Eu aprendi que as pessoas, quando morrem, elas não desaparecem. Elas podem vir falar conosco, elas podem estar presentes no nosso dia a dia. Quando a minha mãe faleceu, a gente correu muito para tentar evitar a morte dela. No dia que ela se foi, eu senti mesmo que isso ia acontecer. Um dia eu estava dormindo e eu tive um sonho, foi uma visão. Ela chegava na minha casa, toda de branco, ela me olhava e não falava nada. Ela arrancou um pouco de uma frutinha que era uma maçã vermelha, jogou para mim e eu peguei. Depois, ela falou para mim: “Filha, eu te amo”. Quando eu acordei de manhã, eu acordei com a mão assim, como se eu tivesse pego de verdade aquilo. Essa foi uma das histórias que me ensinou que dentro da nossa religião, o corpo fica na terra, mas o espírito, a alma, a essência vai para um lugar onde nós vamos nos ver e nos encontraremos muitas vezes.

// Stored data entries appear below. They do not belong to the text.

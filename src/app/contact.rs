use leptos::{html, prelude::*};
use leptos_use::{use_timeout_fn, UseTimeoutFnReturn};

use super::effects::{reveal_css, use_reveal_latch};
use super::SectionHeader;
use crate::contact::{ContactMessage, FormState, Transmission};
use crate::content::{Accent, Portfolio};
use crate::fx::Reveal;
use crate::sections::SectionId;

const INPUT_CLASS: &str = "w-full px-4 py-3 bg-black/60 border border-green/30 focus:border-green focus:outline-none text-foreground placeholder:text-muted disabled:opacity-50";

#[component]
pub fn Contact() -> impl IntoView {
    let content = expect_context::<&'static Portfolio>();
    let section_ref = NodeRef::<html::Section>::new();
    let visible = use_reveal_latch(section_ref, SectionId::Contact.threshold());

    let transmission = RwSignal::new(Transmission::new());
    let state = Memo::new(move |_| transmission.with(Transmission::state));
    let sending = move || state.get() == FormState::Sending;

    let name_ref = NodeRef::<html::Input>::new();
    let email_ref = NodeRef::<html::Input>::new();
    let message_ref = NodeRef::<html::Textarea>::new();

    let UseTimeoutFnReturn { start: transmit, .. } = use_timeout_fn(
        move |_: ()| {
            if transmission.try_update(Transmission::complete).unwrap_or(false) {
                log::info!("contact transmission complete");
            }
        },
        content.timings.transmit_delay_ms as f64,
    );
    let transmit = StoredValue::new(transmit);

    let on_submit = move |ev: leptos::ev::SubmitEvent| {
        ev.prevent_default();
        let (Some(name), Some(email), Some(message)) = (
            name_ref.get_untracked(),
            email_ref.get_untracked(),
            message_ref.get_untracked(),
        ) else {
            return;
        };
        let msg = ContactMessage {
            name: name.value(),
            email: email.value(),
            message: message.value(),
        };
        let result = transmission
            .try_update(|tx| match tx.submit(&msg) {
                Ok(()) => Ok(()),
                Err(e) => {
                    tx.reject(&e);
                    Err(e)
                }
            });
        match result {
            Some(Ok(())) => {
                log::info!("contact transmission queued");
                transmit.with_value(|start| start(()));
            }
            Some(Err(e)) => log::warn!("contact form rejected: {e}"),
            None => {}
        }
    };

    view! {
        <section
            id=SectionId::Contact.id()
            node_ref=section_ref
            class="relative min-h-screen py-24 px-4"
        >
            <div class="max-w-7xl mx-auto relative z-10">
                <SectionHeader visible kicker="Establish Connection" title="SECURE_CHANNEL" accent=Accent::Cyan />
                <div class="grid lg:grid-cols-2 gap-12">
                    <div style=reveal_css(visible, Reveal::left(200))>
                        <p class="text-muted mb-8">{content.contact.intro.clone()}</p>
                        <div class="space-y-4 mb-8">
                            {content
                                .contact
                                .channels
                                .iter()
                                .map(|c| {
                                    view! {
                                        <div class="flex items-center gap-4 p-4 border border-green/20 hover:border-green/60 transition-colors">
                                            <span class="text-2xl" style:color=c.accent.hex()>
                                                {c.icon.glyph()}
                                            </span>
                                            <div>
                                                <p class="text-xs text-muted uppercase">{c.label.clone()}</p>
                                                <p class="text-sm">{c.value.clone()}</p>
                                            </div>
                                        </div>
                                    }
                                })
                                .collect_view()}
                        </div>
                        <div class="flex gap-4">
                            {content
                                .contact
                                .socials
                                .iter()
                                .map(|link| {
                                    view! {
                                        <a
                                            href=link.href.clone()
                                            target="_blank"
                                            rel="noopener noreferrer"
                                            aria-label=link.label.clone()
                                            class="p-3 border border-cyan/30 text-cyan hover:border-cyan hover:bg-cyan/10 transition-colors"
                                        >
                                            <i class=link.icon.devicon().unwrap_or_default() />
                                            {link.icon.devicon().is_none().then(|| link.icon.glyph())}
                                        </a>
                                    }
                                })
                                .collect_view()}
                        </div>
                    </div>
                    <div style=reveal_css(visible, Reveal::right(400))>
                        <div class="border border-green/30 bg-black/60">
                            <div class="flex items-center gap-2 px-4 py-2 border-b border-green/30">
                                <span class="w-3 h-3 rounded-full bg-red" />
                                <span class="w-3 h-3 rounded-full bg-cyan" />
                                <span class="w-3 h-3 rounded-full bg-green" />
                                <span class="ml-2 text-xs text-muted">"secure_terminal.sh"</span>
                            </div>
                            <div class="p-4 h-40 overflow-y-auto text-xs text-green space-y-1">
                                {move || {
                                    transmission
                                        .with(|tx| tx.transcript().to_vec())
                                        .into_iter()
                                        .map(|line| {
                                            let class = if line.starts_with("> ERROR") {
                                                "text-red"
                                            } else {
                                                ""
                                            };
                                            view! { <p class=class>{line}</p> }
                                        })
                                        .collect_view()
                                }}
                                <span class="terminal-cursor" />
                            </div>
                            <Show
                                when=move || state.get() != FormState::Sent
                                fallback=|| {
                                    view! {
                                        <div class="p-6 text-center border-t border-green/30">
                                            <p class="text-green font-bold mb-2">"TRANSMISSION COMPLETE"</p>
                                            <p class="text-sm text-muted">
                                                "Message encrypted and sent successfully. Will respond within 24 hours."
                                            </p>
                                        </div>
                                    }
                                }
                            >
                                <form class="p-6 space-y-4 border-t border-green/30" on:submit=on_submit>
                                    <input
                                        node_ref=name_ref
                                        type="text"
                                        placeholder="> Enter your name"
                                        class=INPUT_CLASS
                                        prop:disabled=sending
                                    />
                                    <input
                                        node_ref=email_ref
                                        type="email"
                                        placeholder="> Enter your email"
                                        class=INPUT_CLASS
                                        prop:disabled=sending
                                    />
                                    <textarea
                                        node_ref=message_ref
                                        rows="5"
                                        placeholder="> Enter your message"
                                        class=INPUT_CLASS
                                        prop:disabled=sending
                                    />
                                    <button
                                        type="submit"
                                        class="cyber-button w-full py-3 disabled:opacity-50"
                                        prop:disabled=sending
                                    >
                                        {move || if sending() { "TRANSMITTING..." } else { "SEND_MESSAGE" }}
                                    </button>
                                </form>
                            </Show>
                        </div>
                    </div>
                </div>
            </div>
        </section>
    }
}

Então, todas as vezes que estou precisando muito falar com a minha mãe, eu falo com ela. Ela conversava com a mãe dela e eu, até hoje, converso com a minha mãe e tenho certeza que ela me ouve. Eu tenho sempre a sensação de que estamos muito próximos.
Então, a morte, para mim, é um momento certo. Eu sei que ela está ali, que a qualquer momento ela virá. Tem momentos em que ela vai te tirar o sofrimento. Tem momentos em que ela vai te tirar a dor. Então, a morte é necessária, mas a perda é ainda mais difícil.